**What to produce**
Scan the records below. Copy every line in which the word "between" appears.

Start of Available records

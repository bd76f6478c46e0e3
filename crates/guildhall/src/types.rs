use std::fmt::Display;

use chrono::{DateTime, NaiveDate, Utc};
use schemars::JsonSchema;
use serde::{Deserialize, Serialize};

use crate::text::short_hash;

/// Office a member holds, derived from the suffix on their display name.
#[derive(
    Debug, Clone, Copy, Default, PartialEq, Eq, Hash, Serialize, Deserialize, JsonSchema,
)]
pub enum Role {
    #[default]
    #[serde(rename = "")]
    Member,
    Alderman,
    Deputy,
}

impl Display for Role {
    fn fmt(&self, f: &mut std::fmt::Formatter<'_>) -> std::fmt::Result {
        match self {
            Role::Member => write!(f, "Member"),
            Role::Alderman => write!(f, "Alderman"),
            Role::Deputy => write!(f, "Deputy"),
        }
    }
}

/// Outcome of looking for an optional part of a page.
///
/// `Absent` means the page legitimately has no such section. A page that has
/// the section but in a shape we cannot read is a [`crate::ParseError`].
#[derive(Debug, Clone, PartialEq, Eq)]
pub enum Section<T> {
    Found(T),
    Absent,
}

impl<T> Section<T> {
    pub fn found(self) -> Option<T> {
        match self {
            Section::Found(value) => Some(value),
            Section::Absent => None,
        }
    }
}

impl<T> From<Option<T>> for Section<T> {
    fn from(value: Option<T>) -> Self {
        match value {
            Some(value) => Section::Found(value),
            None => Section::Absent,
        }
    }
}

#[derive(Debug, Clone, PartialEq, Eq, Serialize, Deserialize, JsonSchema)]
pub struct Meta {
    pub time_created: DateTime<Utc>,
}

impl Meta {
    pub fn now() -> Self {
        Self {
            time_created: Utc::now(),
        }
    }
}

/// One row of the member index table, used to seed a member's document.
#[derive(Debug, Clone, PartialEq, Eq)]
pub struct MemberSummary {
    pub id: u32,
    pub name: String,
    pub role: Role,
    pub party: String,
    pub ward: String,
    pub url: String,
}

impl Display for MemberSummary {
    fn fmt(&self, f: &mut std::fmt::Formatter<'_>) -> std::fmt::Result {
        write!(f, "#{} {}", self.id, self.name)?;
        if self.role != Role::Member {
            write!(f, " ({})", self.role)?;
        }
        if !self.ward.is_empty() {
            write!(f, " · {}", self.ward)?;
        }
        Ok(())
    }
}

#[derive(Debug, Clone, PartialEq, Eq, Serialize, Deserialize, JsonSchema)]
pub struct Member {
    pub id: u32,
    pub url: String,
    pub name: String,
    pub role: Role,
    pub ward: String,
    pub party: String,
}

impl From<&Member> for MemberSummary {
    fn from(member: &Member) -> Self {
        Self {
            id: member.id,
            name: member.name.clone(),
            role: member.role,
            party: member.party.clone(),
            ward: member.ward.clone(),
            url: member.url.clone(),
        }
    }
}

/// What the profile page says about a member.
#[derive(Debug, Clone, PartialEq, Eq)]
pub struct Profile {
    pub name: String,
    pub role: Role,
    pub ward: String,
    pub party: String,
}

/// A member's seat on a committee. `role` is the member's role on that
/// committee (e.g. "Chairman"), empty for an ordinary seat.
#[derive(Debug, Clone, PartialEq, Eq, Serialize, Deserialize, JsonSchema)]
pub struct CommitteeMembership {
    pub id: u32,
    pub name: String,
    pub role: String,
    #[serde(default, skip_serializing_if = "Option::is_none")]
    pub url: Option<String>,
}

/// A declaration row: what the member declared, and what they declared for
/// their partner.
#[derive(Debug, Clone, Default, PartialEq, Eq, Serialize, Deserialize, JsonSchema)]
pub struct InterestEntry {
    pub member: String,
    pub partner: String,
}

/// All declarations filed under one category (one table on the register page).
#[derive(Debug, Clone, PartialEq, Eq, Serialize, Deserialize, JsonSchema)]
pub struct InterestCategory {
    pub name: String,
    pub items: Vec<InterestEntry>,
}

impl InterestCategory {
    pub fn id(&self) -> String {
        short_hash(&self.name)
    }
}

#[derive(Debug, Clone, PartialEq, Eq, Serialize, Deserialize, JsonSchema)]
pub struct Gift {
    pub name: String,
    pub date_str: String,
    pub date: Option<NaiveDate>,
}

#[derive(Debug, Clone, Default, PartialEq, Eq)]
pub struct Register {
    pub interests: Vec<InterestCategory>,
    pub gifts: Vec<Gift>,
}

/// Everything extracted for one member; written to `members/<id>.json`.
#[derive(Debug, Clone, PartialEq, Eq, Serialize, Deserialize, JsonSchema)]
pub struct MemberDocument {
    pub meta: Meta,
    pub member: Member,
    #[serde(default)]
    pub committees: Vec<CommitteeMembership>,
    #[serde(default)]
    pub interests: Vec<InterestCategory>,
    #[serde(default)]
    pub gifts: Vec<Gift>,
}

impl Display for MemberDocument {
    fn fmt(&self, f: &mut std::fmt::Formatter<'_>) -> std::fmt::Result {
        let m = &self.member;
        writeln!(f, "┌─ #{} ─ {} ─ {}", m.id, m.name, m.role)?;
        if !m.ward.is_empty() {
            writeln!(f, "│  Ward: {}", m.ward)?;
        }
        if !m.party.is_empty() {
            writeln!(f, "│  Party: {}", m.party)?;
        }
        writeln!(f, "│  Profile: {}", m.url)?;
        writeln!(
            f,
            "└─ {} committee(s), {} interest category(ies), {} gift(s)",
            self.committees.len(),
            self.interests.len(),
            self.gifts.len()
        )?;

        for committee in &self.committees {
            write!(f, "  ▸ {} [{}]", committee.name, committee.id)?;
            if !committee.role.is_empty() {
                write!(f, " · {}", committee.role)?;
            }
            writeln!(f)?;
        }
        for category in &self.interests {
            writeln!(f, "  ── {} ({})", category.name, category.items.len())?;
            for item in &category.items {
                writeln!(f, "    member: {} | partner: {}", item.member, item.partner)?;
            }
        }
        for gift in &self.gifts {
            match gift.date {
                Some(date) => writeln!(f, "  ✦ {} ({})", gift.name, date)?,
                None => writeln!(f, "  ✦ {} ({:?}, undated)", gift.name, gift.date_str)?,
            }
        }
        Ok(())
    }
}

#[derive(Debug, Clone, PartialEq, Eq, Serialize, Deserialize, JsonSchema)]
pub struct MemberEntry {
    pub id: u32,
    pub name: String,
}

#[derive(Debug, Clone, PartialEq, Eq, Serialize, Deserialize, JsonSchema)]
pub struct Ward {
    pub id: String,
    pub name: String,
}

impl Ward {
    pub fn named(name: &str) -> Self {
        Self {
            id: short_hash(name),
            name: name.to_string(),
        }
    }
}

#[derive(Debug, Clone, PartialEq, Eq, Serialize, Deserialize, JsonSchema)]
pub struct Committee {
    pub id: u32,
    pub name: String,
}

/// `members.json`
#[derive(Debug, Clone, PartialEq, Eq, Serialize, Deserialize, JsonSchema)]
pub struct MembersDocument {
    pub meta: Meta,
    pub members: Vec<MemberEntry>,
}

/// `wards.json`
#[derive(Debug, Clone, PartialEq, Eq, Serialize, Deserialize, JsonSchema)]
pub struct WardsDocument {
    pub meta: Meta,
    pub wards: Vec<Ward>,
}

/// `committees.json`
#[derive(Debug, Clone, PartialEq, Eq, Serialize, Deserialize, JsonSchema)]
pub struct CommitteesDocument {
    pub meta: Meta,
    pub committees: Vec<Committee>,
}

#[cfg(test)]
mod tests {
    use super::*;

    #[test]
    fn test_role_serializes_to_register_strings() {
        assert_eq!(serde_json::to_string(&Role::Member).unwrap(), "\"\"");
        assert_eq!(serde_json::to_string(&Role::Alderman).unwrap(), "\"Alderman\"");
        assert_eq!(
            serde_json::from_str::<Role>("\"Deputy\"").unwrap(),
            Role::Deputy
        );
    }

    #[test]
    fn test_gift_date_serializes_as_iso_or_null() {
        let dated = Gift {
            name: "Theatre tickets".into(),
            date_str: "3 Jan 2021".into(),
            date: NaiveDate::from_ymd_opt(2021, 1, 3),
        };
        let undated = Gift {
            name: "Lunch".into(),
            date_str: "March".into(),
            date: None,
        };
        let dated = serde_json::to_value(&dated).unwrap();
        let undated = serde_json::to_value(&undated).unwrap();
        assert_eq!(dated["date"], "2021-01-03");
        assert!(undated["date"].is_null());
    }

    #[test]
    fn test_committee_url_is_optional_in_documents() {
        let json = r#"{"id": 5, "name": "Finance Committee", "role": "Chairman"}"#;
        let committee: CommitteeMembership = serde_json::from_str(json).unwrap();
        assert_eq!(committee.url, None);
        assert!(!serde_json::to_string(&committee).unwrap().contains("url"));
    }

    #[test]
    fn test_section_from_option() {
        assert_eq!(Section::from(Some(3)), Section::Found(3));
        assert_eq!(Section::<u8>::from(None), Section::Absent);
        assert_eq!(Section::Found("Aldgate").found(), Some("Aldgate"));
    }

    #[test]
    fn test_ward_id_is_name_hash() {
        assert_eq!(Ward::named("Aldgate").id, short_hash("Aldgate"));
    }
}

End of Available records
Start of Available records

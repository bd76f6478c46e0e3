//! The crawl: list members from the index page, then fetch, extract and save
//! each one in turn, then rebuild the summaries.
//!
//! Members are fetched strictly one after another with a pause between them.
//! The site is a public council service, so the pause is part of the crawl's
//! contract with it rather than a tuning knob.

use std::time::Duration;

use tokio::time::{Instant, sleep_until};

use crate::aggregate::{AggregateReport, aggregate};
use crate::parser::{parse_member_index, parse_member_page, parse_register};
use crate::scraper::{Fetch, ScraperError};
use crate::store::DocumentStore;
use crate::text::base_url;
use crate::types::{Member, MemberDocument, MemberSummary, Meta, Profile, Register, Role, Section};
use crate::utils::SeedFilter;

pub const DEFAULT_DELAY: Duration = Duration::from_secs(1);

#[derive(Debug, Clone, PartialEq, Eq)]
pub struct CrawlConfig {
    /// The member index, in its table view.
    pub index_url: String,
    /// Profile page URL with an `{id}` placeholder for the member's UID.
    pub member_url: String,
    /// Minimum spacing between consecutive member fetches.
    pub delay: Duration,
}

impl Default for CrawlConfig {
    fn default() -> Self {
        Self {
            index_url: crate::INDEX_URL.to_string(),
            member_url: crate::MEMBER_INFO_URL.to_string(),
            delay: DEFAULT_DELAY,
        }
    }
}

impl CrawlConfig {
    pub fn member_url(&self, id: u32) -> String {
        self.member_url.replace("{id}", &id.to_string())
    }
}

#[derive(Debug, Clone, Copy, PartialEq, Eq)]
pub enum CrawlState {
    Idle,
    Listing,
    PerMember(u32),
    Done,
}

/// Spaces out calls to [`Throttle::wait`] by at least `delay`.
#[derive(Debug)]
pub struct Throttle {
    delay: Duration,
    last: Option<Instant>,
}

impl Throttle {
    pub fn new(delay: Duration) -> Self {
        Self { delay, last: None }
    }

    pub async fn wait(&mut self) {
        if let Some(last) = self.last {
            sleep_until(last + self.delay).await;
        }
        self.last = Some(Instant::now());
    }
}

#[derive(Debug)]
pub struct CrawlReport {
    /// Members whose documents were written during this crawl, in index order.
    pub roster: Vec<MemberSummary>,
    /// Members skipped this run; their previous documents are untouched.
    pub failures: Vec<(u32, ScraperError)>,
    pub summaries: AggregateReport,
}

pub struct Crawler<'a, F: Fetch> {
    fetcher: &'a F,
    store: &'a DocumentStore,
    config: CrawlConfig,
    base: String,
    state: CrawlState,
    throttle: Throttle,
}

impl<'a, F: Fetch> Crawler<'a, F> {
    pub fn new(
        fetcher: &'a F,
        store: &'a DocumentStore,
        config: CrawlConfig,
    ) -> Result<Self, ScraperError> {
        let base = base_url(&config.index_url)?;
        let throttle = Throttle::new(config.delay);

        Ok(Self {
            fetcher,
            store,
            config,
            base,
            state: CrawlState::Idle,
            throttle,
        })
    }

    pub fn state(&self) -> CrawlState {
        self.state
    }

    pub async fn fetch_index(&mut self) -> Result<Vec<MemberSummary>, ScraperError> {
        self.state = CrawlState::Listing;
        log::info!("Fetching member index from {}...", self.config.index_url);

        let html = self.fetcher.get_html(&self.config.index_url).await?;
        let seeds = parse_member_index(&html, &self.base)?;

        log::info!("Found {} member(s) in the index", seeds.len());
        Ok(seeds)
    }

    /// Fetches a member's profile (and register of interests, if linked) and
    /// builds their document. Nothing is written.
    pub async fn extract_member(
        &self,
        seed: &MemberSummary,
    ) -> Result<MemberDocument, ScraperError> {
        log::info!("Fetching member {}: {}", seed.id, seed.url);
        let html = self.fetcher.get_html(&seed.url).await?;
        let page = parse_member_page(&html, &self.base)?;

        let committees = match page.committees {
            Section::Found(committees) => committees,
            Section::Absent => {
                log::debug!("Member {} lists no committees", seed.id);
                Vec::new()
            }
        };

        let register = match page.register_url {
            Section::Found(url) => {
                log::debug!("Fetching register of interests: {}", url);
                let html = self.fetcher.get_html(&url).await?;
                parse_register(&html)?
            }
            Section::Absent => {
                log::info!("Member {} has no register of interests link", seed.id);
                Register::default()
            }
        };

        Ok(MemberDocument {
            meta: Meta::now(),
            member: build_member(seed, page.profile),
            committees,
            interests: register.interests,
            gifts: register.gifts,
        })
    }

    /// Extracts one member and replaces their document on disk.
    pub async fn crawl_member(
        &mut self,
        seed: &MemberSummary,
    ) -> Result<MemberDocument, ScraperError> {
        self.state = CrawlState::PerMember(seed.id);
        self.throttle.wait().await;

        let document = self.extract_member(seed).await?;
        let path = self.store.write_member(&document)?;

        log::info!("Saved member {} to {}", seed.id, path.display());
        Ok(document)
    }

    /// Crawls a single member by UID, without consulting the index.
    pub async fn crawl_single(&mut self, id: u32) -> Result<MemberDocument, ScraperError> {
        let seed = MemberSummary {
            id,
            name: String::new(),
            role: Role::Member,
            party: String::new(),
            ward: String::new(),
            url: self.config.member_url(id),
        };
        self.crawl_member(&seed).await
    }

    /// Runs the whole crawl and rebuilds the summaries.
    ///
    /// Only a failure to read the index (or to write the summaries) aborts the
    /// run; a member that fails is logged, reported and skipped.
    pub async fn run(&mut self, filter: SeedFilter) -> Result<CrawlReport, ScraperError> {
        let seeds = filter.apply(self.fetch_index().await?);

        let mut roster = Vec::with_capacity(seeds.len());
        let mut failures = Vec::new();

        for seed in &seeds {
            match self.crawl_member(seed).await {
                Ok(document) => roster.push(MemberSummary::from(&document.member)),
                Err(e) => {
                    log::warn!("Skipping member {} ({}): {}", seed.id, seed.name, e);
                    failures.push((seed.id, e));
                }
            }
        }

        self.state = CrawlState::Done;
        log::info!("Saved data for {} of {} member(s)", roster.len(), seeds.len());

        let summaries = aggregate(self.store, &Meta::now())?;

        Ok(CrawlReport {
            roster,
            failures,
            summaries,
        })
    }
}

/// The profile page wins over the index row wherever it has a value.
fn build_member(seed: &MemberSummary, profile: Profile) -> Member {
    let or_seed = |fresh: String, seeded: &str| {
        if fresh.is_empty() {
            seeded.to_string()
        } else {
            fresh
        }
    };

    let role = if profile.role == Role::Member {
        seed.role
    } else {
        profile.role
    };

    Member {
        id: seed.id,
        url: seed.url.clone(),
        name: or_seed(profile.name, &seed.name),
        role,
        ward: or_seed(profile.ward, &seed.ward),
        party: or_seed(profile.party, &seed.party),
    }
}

End of Available records
Start of Available records

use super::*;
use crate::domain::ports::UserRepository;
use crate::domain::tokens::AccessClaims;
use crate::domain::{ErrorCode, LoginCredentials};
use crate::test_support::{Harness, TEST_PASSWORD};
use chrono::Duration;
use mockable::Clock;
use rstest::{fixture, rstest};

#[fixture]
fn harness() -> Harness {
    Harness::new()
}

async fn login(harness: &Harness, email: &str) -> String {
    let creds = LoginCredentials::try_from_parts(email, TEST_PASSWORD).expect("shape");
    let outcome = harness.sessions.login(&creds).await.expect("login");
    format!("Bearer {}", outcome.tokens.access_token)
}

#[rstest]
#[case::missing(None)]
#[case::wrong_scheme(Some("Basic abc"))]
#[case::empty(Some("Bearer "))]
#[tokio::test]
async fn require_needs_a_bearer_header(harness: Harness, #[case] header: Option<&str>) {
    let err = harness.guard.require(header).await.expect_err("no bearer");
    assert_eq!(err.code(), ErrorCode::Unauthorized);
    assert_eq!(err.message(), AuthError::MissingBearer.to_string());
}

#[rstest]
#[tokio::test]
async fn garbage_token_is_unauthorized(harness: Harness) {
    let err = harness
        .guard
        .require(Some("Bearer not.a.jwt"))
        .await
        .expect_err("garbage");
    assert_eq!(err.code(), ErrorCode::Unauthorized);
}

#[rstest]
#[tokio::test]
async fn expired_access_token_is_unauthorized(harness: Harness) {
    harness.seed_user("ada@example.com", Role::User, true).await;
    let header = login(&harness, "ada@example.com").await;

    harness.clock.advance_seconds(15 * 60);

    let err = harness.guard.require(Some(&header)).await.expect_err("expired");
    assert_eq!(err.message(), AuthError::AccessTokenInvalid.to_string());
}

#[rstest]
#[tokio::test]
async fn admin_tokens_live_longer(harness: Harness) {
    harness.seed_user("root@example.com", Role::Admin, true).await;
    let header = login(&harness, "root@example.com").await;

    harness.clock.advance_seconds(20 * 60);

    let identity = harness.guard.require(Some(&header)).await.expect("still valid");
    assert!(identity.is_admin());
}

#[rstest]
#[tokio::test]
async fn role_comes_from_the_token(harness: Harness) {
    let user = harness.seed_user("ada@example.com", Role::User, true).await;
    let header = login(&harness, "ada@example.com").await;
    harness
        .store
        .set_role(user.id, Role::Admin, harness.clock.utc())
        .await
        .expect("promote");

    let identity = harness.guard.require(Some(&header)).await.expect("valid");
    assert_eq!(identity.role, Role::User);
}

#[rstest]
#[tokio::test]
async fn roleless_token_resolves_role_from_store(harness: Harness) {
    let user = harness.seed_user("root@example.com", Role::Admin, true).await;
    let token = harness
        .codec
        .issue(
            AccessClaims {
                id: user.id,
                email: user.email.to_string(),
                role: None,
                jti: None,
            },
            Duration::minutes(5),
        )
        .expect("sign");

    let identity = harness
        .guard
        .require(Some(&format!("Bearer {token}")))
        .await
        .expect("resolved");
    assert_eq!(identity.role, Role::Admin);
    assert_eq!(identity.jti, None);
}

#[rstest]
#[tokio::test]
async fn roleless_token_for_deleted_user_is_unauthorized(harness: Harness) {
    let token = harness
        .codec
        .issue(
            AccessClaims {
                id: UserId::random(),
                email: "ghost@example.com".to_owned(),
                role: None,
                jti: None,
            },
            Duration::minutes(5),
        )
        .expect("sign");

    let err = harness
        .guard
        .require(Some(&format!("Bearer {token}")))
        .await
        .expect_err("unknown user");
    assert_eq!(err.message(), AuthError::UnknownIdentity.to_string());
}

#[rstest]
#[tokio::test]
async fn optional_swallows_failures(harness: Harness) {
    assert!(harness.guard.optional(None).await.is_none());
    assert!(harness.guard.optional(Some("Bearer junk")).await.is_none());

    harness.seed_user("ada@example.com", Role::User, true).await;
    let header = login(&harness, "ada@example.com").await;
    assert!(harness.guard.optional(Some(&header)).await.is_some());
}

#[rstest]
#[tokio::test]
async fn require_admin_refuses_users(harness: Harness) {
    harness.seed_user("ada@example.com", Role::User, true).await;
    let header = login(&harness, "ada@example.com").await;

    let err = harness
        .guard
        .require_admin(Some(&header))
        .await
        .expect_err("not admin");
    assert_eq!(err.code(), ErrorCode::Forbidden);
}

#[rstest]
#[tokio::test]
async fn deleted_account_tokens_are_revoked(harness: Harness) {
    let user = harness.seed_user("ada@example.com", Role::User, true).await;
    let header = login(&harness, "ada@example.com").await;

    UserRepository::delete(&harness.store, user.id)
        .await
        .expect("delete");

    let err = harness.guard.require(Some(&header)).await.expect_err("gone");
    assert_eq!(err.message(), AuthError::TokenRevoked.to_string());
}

End of Available records

**The completed task**
//! Members are fetched strictly one after another with a pause between them.
    /// Minimum spacing between consecutive member fetches.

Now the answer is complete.